The main provisions of the cultural-historical approach are set out in the works of Vygotsky: "The Problem of the Cultural Development of a Child" (1928), "The Instrumental Method in Psychology" (1930), "An Instrument and a Sign in the Development of a Child" (1930), "History of the Development of Higher Mental Functions" (1930-1931), in the most famous book of the scientist "Thinking and Speech" (1933 - 1934) and in a number of others.
Analyzing the causes of the crisis of psychology as a science in the first decades of the 20th century, L.S. Vygotsky discovered that in all contemporary concepts for the development of the psyche he implemented an approach that he called “biologizing” or “naturalistic” 1.

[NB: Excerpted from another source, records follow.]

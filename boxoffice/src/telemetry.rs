//! Tracing initialization: an `EnvFilter` (from `RUST_LOG`, default `info`) feeding the fmt layer.

use tracing::info;
use tracing_subscriber::EnvFilter;
use tracing_subscriber::layer::SubscriberExt;
use tracing_subscriber::util::SubscriberInitExt;

/// Install the global subscriber. Fails if one is already installed.
pub fn init_telemetry() -> anyhow::Result<()> {
    let env_filter = EnvFilter::try_from_default_env().unwrap_or_else(|_| EnvFilter::new("info"));

    tracing_subscriber::registry()
        .with(env_filter)
        .with(tracing_subscriber::fmt::layer())
        .try_init()?;

    info!("Telemetry initialized");
    Ok(())
}
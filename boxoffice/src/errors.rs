use crate::db::errors::DbError;
use crate::types::{AllocationMode, OrderId, PoolId, UnitId, UnitState};
use chrono::{DateTime, Utc};
use serde::Serialize;
use thiserror::Error as ThisError;

/// Coarse classification of every rejection, stable enough for a transport layer to map onto
/// status codes.
#[derive(Debug, Clone, Copy, PartialEq, Eq, Serialize)]
#[serde(rename_all = "snake_case")]
pub enum ErrorKind {
    NotFound,
    InvalidInput,
    Conflict,
    Exhausted,
    InvalidState,
    Unauthorized,
    Internal,
}

impl ErrorKind {
    /// Conventional HTTP status for this kind.
    pub fn http_status(&self) -> u16 {
        match self {
            ErrorKind::NotFound => 404,
            ErrorKind::InvalidInput => 400,
            ErrorKind::Conflict => 409,
            ErrorKind::Exhausted => 409,
            ErrorKind::InvalidState => 422,
            ErrorKind::Unauthorized => 401,
            ErrorKind::Internal => 500,
        }
    }
}

#[derive(ThisError, Debug)]
pub enum Error {
    #[error("Pool {pool_id} not found")]
    PoolNotFound { pool_id: PoolId },

    /// Release matched no hold owned by the requester
    #[error("No matching holds in pool {pool_id}")]
    HoldNotFound { pool_id: PoolId },

    #[error("Unit {unit_id} not found")]
    UnitNotFound { unit_id: UnitId },

    #[error("Order {order_id} not found")]
    OrderNotFound { order_id: OrderId },

    /// A seat pool was asked to allocate without a seat label
    #[error("A seat label is required for pool {pool_id}")]
    MissingLabel { pool_id: PoolId },

    #[error("'{label}' is not a seat in this pool")]
    InvalidLabel { label: String },

    /// Malformed request data
    #[error("{message}")]
    InvalidInput { message: String },

    #[error("Already sold: {}", labels.join(", "))]
    AlreadySold { labels: Vec<String> },

    /// Allocation blocked by another user's live hold
    #[error("Seat {label} is held by another buyer")]
    HeldByOther { label: String },

    /// Hold acquisition blocked by another user's live holds
    #[error("Already held: {}", labels.join(", "))]
    AlreadyHeld { labels: Vec<String> },

    #[error("Pool {pool_id} is sold out")]
    SoldOut { pool_id: PoolId },

    #[error("Pool {pool_id} is a {mode} pool; {operation} is not supported")]
    InvalidMode {
        pool_id: PoolId,
        mode: AllocationMode,
        operation: &'static str,
    },

    #[error("Capacity {requested} is below the {committed} units already sold or held")]
    CapacityBelowCommitted { requested: u64, committed: u64 },

    #[error("New seat layout drops seat {label}, which is sold or held")]
    LayoutDropsCommittedSeat { label: String },

    /// One allocation inside a batch failed; every earlier allocation was reverted and holds the
    /// requester had on those seats were granted again
    #[error("Batch item {index} failed ({source}); {rolled_back} allocated units rolled back")]
    BatchFailed {
        index: usize,
        label: Option<String>,
        rolled_back: usize,
        #[source]
        source: Box<Error>,
    },

    /// One item of a multi-pool order failed; units from earlier items were reverted and the
    /// buyer's holds on them granted again
    #[error("Order item {item} failed ({source}); {rolled_back} allocated units rolled back")]
    OrderItemFailed {
        item: usize,
        pool_id: PoolId,
        rolled_back: usize,
        #[source]
        source: Box<Error>,
    },

    #[error("Order {order_id} is already paid")]
    AlreadyPaid { order_id: OrderId },

    #[error("Order {order_id} has been refunded")]
    OrderRefunded { order_id: OrderId },

    #[error("Invalid ticket token: {message}")]
    InvalidToken { message: String },

    /// The token verified but is not the one currently attached to the unit
    #[error("Ticket token for unit {unit_id} has been superseded")]
    TokenMismatch { unit_id: UnitId },

    #[error("Ticket {unit_id} was already validated at {at}")]
    AlreadyValidated { unit_id: UnitId, at: DateTime<Utc> },

    #[error("Ticket {unit_id} is {state}, not SOLD")]
    NotSold { unit_id: UnitId, state: UnitState },

    /// Database operation error
    #[error(transparent)]
    Database(#[from] DbError),

    /// Unexpected error with full context chain
    #[error(transparent)]
    Other(#[from] anyhow::Error),
}

impl Error {
    pub fn kind(&self) -> ErrorKind {
        match self {
            Error::PoolNotFound { .. } | Error::HoldNotFound { .. } | Error::UnitNotFound { .. } | Error::OrderNotFound { .. } => {
                ErrorKind::NotFound
            }
            Error::MissingLabel { .. } | Error::InvalidLabel { .. } | Error::InvalidInput { .. } => ErrorKind::InvalidInput,
            Error::AlreadySold { .. }
            | Error::HeldByOther { .. }
            | Error::AlreadyHeld { .. }
            | Error::CapacityBelowCommitted { .. }
            | Error::LayoutDropsCommittedSeat { .. }
            | Error::AlreadyValidated { .. } => ErrorKind::Conflict,
            Error::SoldOut { .. } => ErrorKind::Exhausted,
            Error::InvalidMode { .. } | Error::AlreadyPaid { .. } | Error::OrderRefunded { .. } | Error::NotSold { .. } => {
                ErrorKind::InvalidState
            }
            Error::InvalidToken { .. } | Error::TokenMismatch { .. } => ErrorKind::Unauthorized,
            Error::BatchFailed { source, .. } | Error::OrderItemFailed { source, .. } => source.kind(),
            Error::Database(db_err) => match db_err {
                DbError::NotFound => ErrorKind::NotFound,
                DbError::UniqueViolation { .. } => ErrorKind::Conflict,
                DbError::ForeignKeyViolation { .. } | DbError::CheckViolation { .. } => ErrorKind::InvalidInput,
                DbError::Transient { .. } | DbError::Other(_) => ErrorKind::Internal,
            },
            Error::Other(_) => ErrorKind::Internal,
        }
    }

    /// Whether retrying the same atomic store step may succeed.
    pub fn is_transient(&self) -> bool {
        matches!(self, Error::Database(db_err) if db_err.is_transient())
    }

    /// Returns a user-safe error message, without leaking internal implementation details
    pub fn user_message(&self) -> String {
        match self {
            Error::Database(db_err) => match db_err {
                DbError::NotFound => "Resource not found".to_string(),
                DbError::UniqueViolation { .. } => "Resource already exists".to_string(),
                DbError::ForeignKeyViolation { .. } => "Invalid reference to related resource".to_string(),
                DbError::CheckViolation { .. } => "Invalid data provided".to_string(),
                DbError::Transient { .. } => "Service temporarily unavailable, please retry".to_string(),
                DbError::Other(_) => "Database error occurred".to_string(),
            },
            Error::Other(_) => "Internal server error".to_string(),
            other => other.to_string(),
        }
    }

    /// Log at a level matching the severity of the error.
    pub fn log(&self) {
        match self.kind() {
            ErrorKind::Internal => tracing::error!("Internal service error: {:#}", self),
            ErrorKind::Unauthorized => tracing::info!("Ticket token rejected: {}", self),
            ErrorKind::Conflict | ErrorKind::Exhausted => tracing::debug!("Allocation rejected: {}", self),
            ErrorKind::NotFound | ErrorKind::InvalidInput | ErrorKind::InvalidState => tracing::debug!("Client error: {}", self),
        }
    }
}

impl From<sqlx::Error> for Error {
    fn from(err: sqlx::Error) -> Self {
        Error::Database(DbError::from(err))
    }
}

pub type Result<T> = std::result::Result<T, Error>;
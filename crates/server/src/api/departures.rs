use std::{collections::HashMap, sync::Arc};

use axum::{
    Json,
    extract::{Query, State},
    http::StatusCode,
    response::{IntoResponse, Response},
};

use crate::{
    api::{map_error, resolve_version},
    state::AppState,
};

/// `GET /departures?stop=..&after=HH:MM:SS[&count=..][&feed=..]`
pub async fn departures(
    Query(params): Query<HashMap<String, String>>,
    State(state): State<Arc<AppState>>,
) -> Result<Response, StatusCode> {
    let stop = params.get("stop").ok_or(StatusCode::BAD_REQUEST)?;
    let after = params.get("after").ok_or(StatusCode::BAD_REQUEST)?;
    let count: usize = match params.get("count") {
        Some(value) => value.parse().map_err(|_| StatusCode::BAD_REQUEST)?,
        None => 10,
    };
    let version = resolve_version(&state, params.get("feed")).await?;

    let departures = state
        .queries
        .departures_after(version, stop, after, count)
        .await
        .map_err(map_error)?;
    Ok(Json(departures).into_response())
}
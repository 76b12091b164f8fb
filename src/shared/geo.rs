use std::{
    cmp,
    fmt::Display,
    ops::{Add, Sub},
};

use serde::{Deserialize, Serialize};

/// Mean Earth radius in kilometers, shared by every haversine computation
/// in the crate so distances compare consistently.
pub(crate) const EARTH_RADIUS_KM: f64 = 6371.0;

// Approximate meters spanned by one degree at the equator, used only to
// widen a bounding box around a search center.
pub(crate) const METERS_PER_DEGREE_LON: f64 = 111_320.0;
pub(crate) const METERS_PER_DEGREE_LAT: f64 = 110_540.0;

#[derive(Debug, Clone, Copy, Default)]
pub struct Distance(f64);

impl PartialEq for Distance {
    fn eq(&self, other: &Self) -> bool {
        self.0 == other.0
    }
}

impl PartialOrd for Distance {
    fn partial_cmp(&self, other: &Self) -> Option<cmp::Ordering> {
        self.0.partial_cmp(&other.0)
    }
}

impl Add for Distance {
    type Output = Self;
    fn add(self, rhs: Self) -> Self::Output {
        Self(self.0 + rhs.0)
    }
}

impl Sub for Distance {
    type Output = Self;

    fn sub(self, rhs: Self) -> Self::Output {
        Self(self.0 - rhs.0)
    }
}

impl Distance {
    pub const fn from_meters(distance: f64) -> Self {
        Self(distance)
    }

    pub const fn from_kilometers(distance: f64) -> Self {
        Self(distance * 1000.0)
    }

    pub const fn as_meters(&self) -> f64 {
        self.0
    }

    pub const fn as_kilometers(&self) -> f64 {
        self.0 / 1000.0
    }

    pub fn is_valid_radius(&self) -> bool {
        self.0.is_finite() && self.0 > 0.0
    }
}

#[derive(Debug, Default, Clone, Copy, PartialEq, Serialize, Deserialize)]
pub struct Coordinate {
    pub latitude: f64,
    pub longitude: f64,
}

impl Display for Coordinate {
    fn fmt(&self, f: &mut std::fmt::Formatter<'_>) -> std::fmt::Result {
        f.write_fmt(format_args!("{}, {}", self.latitude, self.longitude))
    }
}

impl From<Coordinate> for (f64, f64) {
    fn from(value: Coordinate) -> Self {
        (value.latitude, value.longitude)
    }
}

impl Coordinate {
    pub fn new(latitude: f64, longitude: f64) -> Self {
        Self {
            latitude,
            longitude,
        }
    }

    /// Great-circle distance between two WGS84 coordinates.
    pub fn distance(&self, coord: &Self) -> Distance {
        let dist_lat = f64::to_radians(coord.latitude - self.latitude);
        let dist_lon = f64::to_radians(coord.longitude - self.longitude);
        let a = f64::powi(f64::sin(dist_lat / 2.0), 2)
            + f64::cos(f64::to_radians(self.latitude))
                * f64::cos(f64::to_radians(coord.latitude))
                * f64::sin(dist_lon / 2.0)
                * f64::sin(dist_lon / 2.0);
        let c = 2.0 * f64::atan2(f64::sqrt(a), f64::sqrt(1.0 - a));
        Distance::from_kilometers(EARTH_RADIUS_KM * c)
    }

    pub fn latitude_is_valid(&self) -> bool {
        self.latitude.is_finite() && (-90.0..=90.0).contains(&self.latitude)
    }

    pub fn longitude_is_valid(&self) -> bool {
        self.longitude.is_finite() && (-180.0..=180.0).contains(&self.longitude)
    }

    pub fn is_valid(&self) -> bool {
        self.latitude_is_valid() && self.longitude_is_valid()
    }

    /// A latitude/longitude box guaranteed to contain every point within
    /// `radius` of this coordinate. Intentionally loose near the poles;
    /// the exact haversine filter runs afterwards.
    pub fn bounding_box(&self, radius: Distance) -> BoundingBox {
        // Padded so the box never undercuts the exact haversine radius.
        let padded = radius.as_meters() * 1.05;
        let lat_delta = padded / METERS_PER_DEGREE_LAT;
        let lon_scale = f64::cos(self.latitude.to_radians()).abs().max(0.01);
        let lon_delta = padded / (METERS_PER_DEGREE_LON * lon_scale);
        let (min_lon, max_lon) = if lon_delta >= 180.0 {
            (-180.0, 180.0)
        } else {
            // Wrap across the antimeridian; a wrapped box carries
            // min_lon > max_lon and spans the complement interval.
            let mut min = self.longitude - lon_delta;
            let mut max = self.longitude + lon_delta;
            if min < -180.0 {
                min += 360.0;
            }
            if max > 180.0 {
                max -= 360.0;
            }
            (min, max)
        };
        BoundingBox {
            min_lat: self.latitude - lat_delta,
            max_lat: self.latitude + lat_delta,
            min_lon,
            max_lon,
        }
    }

    /// GeoJSON `Point` geometry, `[lon, lat]` order per RFC 7946.
    pub fn to_geojson(&self) -> serde_json::Value {
        serde_json::json!({
            "type": "Point",
            "coordinates": [self.longitude, self.latitude],
        })
    }
}

#[derive(Debug, Clone, Copy)]
pub struct BoundingBox {
    pub min_lat: f64,
    pub max_lat: f64,
    pub min_lon: f64,
    pub max_lon: f64,
}

impl BoundingBox {
    /// True when the box crosses the ±180° meridian. Its longitude span is
    /// then `lon >= min_lon OR lon <= max_lon`, not a single interval.
    pub fn wraps_antimeridian(&self) -> bool {
        self.min_lon > self.max_lon
    }
}

/// GeoJSON `LineString` geometry for an ordered point sequence.
pub fn linestring_geojson(points: &[Coordinate]) -> serde_json::Value {
    let coordinates: Vec<[f64; 2]> = points
        .iter()
        .map(|point| [point.longitude, point.latitude])
        .collect();
    serde_json::json!({
        "type": "LineString",
        "coordinates": coordinates,
    })
}

#[test]
fn distance_test() {
    let coord_a = Coordinate {
        latitude: 48.85800943005911,
        longitude: 2.3514350059357927,
    };

    let coord_b = Coordinate {
        latitude: 51.5052389927712,
        longitude: -0.12495407345099824,
    };
    let d = coord_a.distance(&coord_b);
    assert!((d.as_kilometers() - 343.0).abs() < 2.0);
}

#[test]
fn distance_eq_test() {
    let dist_a = Distance::from_meters(1000.0);
    let dist_b = Distance::from_kilometers(1.0);
    assert_eq!(dist_a, dist_b)
}

#[test]
fn distance_cmp_test() {
    let dist_a = Distance::from_meters(1000.0);
    let dist_b = Distance::from_kilometers(0.5);
    assert!(dist_a > dist_b)
}

#[test]
fn bounding_box_contains_radius_test() {
    let center = Coordinate::new(59.33, 18.06);
    let bounds = center.bounding_box(Distance::from_meters(500.0));
    let edge = Coordinate::new(59.334, 18.06);
    assert!(center.distance(&edge).as_meters() < 500.0);
    assert!(edge.latitude < bounds.max_lat && edge.latitude > bounds.min_lat);
}

#[test]
fn bounding_box_wraps_antimeridian_test() {
    let center = Coordinate::new(-16.8, 179.99);
    let bounds = center.bounding_box(Distance::from_meters(5000.0));
    assert!(bounds.wraps_antimeridian());
    assert!(bounds.min_lon < 180.0);
    assert!(bounds.max_lon > -180.0);

    // Boxes away from ±180° stay a single interval.
    let plain = Coordinate::new(59.33, 18.06).bounding_box(Distance::from_meters(5000.0));
    assert!(!plain.wraps_antimeridian());
}

#[test]
fn invalid_coordinate_test() {
    assert!(!Coordinate::new(91.0, 0.0).is_valid());
    assert!(!Coordinate::new(0.0, -181.0).is_valid());
    assert!(!Coordinate::new(f64::NAN, 0.0).is_valid());
    assert!(Coordinate::new(-90.0, 180.0).is_valid());
}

Biologizing interpretation identifies, puts in one row the psychological development of the animal and the development of the child. Describing the traditional point of view on mental development (belonging to associative and behavioral psychology), Vygotsky identifies three main points:
- the study of higher mental functions from the components of their natural processes;
- the reduction of higher and complex processes to elementary;
- ignoring the specific features and patterns of cultural development of behavior.
He called this approach to the study of higher mental processes "atomistic", pointing to its fundamental inadequacy. Criticizing the traditional approach, Vygotsky wrote that "the very concept of developing higher mental functions is alien to child psychology," that it "limits the concept of mental development of a child to a single biological development of elementary functions that directly depends on the maturation of the brain as a function of organic maturation of the child."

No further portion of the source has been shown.